WORK TO BE COMPLETED: Copy out every line of the records where the string "NlpService" occurs.

PROVIDED RECORDS:
::::::::::

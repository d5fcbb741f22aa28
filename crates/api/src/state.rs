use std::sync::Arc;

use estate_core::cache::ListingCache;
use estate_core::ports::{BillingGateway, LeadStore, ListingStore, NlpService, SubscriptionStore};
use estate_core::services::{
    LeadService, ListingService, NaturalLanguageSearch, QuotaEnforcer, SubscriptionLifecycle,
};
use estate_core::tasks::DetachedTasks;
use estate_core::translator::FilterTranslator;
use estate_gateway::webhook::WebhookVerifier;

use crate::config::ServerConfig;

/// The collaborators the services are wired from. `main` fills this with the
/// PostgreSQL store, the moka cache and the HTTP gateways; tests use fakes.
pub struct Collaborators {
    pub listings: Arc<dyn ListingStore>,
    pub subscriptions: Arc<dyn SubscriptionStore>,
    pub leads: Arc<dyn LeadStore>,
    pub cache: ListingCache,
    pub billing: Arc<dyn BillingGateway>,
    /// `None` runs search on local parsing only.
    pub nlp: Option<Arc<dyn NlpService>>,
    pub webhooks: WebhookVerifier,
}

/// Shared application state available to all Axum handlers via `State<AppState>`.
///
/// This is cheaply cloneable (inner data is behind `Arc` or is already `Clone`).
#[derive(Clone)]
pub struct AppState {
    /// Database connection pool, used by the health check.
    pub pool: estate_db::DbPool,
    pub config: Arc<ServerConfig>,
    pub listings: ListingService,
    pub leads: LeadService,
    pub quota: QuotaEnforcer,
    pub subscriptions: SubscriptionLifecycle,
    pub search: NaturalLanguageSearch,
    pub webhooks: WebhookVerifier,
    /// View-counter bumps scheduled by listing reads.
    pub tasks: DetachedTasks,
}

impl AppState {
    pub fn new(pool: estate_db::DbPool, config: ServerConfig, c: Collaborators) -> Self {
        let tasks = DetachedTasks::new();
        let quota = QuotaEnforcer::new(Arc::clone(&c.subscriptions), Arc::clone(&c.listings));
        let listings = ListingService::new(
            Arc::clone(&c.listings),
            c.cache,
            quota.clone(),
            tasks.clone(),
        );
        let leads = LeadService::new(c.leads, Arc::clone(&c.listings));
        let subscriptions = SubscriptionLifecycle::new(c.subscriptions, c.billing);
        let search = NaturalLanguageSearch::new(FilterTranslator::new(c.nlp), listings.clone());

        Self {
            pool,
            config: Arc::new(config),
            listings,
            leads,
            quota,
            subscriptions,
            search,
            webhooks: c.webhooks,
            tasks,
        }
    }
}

::::::::::

SOLUTION TO THE EXERCISE:
use estate_core::ports::{BillingGateway, LeadStore, ListingStore, NlpService, SubscriptionStore};
    pub nlp: Option<Arc<dyn NlpService>>,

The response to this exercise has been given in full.